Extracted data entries
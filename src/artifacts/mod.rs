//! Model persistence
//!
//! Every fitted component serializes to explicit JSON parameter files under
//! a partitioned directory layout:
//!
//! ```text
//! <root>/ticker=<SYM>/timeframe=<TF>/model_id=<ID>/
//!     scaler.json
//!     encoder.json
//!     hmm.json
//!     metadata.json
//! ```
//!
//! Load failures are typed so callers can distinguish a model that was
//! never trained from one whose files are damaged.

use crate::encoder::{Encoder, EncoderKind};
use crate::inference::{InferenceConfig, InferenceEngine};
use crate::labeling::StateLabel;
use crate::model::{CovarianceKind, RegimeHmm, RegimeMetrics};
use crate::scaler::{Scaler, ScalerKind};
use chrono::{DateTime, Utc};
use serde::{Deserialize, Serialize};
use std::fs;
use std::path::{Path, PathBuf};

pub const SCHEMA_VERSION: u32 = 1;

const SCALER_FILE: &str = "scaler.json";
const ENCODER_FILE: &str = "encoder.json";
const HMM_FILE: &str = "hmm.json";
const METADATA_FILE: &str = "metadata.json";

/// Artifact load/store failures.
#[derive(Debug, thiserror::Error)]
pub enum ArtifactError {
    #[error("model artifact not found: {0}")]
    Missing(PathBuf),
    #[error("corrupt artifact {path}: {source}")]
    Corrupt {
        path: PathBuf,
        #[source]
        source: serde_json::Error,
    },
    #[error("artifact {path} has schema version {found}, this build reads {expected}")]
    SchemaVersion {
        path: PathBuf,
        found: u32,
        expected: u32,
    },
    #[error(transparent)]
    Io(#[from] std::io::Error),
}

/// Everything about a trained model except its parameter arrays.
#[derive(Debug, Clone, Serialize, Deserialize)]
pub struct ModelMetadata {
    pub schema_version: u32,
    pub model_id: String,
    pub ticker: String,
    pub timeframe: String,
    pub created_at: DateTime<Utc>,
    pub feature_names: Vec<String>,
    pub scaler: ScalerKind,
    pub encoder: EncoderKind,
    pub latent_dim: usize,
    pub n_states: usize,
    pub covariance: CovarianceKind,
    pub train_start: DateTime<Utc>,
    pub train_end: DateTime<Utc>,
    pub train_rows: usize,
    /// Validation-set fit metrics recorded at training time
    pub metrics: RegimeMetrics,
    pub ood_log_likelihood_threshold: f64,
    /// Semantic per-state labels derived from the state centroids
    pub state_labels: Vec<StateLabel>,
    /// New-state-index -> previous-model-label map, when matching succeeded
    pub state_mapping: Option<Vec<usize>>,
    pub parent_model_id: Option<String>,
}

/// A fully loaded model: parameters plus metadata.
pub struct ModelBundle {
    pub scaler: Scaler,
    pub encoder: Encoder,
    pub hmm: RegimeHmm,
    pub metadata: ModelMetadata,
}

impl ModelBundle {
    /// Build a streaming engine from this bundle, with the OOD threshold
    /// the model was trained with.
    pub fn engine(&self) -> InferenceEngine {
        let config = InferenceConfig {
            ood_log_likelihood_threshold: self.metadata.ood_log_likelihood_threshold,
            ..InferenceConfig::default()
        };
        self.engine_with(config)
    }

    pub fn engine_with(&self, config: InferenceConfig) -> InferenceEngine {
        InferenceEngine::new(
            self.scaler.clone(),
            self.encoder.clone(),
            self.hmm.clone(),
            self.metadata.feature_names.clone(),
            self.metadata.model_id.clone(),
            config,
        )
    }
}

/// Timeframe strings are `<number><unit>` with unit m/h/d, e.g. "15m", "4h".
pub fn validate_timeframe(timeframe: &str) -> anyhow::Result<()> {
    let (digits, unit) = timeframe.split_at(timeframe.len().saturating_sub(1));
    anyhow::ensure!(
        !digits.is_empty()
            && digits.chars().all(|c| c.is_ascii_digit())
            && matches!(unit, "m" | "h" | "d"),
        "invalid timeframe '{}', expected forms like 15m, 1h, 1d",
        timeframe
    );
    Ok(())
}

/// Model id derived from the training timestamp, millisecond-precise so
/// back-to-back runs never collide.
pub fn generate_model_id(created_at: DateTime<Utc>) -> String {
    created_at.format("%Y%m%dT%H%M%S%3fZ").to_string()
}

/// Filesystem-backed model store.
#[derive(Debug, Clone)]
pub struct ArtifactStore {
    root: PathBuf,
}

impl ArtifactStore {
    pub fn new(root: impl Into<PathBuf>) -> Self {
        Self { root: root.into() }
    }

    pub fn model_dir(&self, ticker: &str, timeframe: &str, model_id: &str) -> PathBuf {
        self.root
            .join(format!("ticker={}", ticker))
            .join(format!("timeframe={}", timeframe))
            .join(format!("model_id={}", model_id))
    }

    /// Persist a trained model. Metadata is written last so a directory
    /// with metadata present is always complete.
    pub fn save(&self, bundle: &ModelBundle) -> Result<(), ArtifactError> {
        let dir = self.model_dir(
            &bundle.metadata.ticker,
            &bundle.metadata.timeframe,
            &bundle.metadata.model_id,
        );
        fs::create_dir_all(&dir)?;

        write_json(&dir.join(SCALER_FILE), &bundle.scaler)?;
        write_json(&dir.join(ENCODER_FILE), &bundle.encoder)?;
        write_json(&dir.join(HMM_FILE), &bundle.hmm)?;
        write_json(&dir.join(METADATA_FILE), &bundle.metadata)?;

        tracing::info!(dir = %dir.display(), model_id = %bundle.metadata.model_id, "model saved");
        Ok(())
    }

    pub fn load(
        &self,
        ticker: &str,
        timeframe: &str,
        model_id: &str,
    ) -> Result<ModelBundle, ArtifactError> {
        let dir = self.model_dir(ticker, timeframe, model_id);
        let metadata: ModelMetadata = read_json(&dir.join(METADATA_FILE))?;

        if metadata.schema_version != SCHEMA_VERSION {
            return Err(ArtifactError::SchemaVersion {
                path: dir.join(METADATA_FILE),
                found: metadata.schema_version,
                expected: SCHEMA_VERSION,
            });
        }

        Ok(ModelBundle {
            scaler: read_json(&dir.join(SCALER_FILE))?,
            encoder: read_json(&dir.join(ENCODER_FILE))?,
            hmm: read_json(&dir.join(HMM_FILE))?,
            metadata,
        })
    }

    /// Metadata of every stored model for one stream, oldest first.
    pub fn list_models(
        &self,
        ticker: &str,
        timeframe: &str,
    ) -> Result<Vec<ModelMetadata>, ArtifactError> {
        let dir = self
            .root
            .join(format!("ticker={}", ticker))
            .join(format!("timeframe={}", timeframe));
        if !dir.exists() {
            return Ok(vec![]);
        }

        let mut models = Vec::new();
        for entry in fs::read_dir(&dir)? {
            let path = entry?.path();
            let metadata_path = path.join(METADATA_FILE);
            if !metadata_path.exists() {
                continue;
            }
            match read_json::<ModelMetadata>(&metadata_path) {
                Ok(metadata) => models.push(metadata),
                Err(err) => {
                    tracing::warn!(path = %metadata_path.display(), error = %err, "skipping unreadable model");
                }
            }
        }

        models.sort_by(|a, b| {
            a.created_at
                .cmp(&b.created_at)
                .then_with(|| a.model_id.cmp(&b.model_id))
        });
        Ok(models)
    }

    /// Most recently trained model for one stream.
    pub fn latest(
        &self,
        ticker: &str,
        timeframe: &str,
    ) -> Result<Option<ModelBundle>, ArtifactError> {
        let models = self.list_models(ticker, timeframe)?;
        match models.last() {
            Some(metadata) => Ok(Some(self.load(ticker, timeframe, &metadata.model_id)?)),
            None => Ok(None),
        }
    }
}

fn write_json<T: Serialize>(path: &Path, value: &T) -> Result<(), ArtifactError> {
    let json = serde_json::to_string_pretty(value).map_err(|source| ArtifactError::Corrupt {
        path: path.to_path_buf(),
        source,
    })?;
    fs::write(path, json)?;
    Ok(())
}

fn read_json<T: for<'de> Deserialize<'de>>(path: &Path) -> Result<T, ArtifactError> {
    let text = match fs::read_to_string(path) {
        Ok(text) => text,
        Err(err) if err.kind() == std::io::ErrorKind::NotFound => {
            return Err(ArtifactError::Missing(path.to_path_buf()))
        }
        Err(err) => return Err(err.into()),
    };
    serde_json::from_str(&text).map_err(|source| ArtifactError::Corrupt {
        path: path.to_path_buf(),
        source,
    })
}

__Task prompt__
Gather each line in these records that contains the string "training".

__Result for this exercise__
    /// Validation-set fit metrics recorded at training time
/// Model id derived from the training timestamp, millisecond-precise so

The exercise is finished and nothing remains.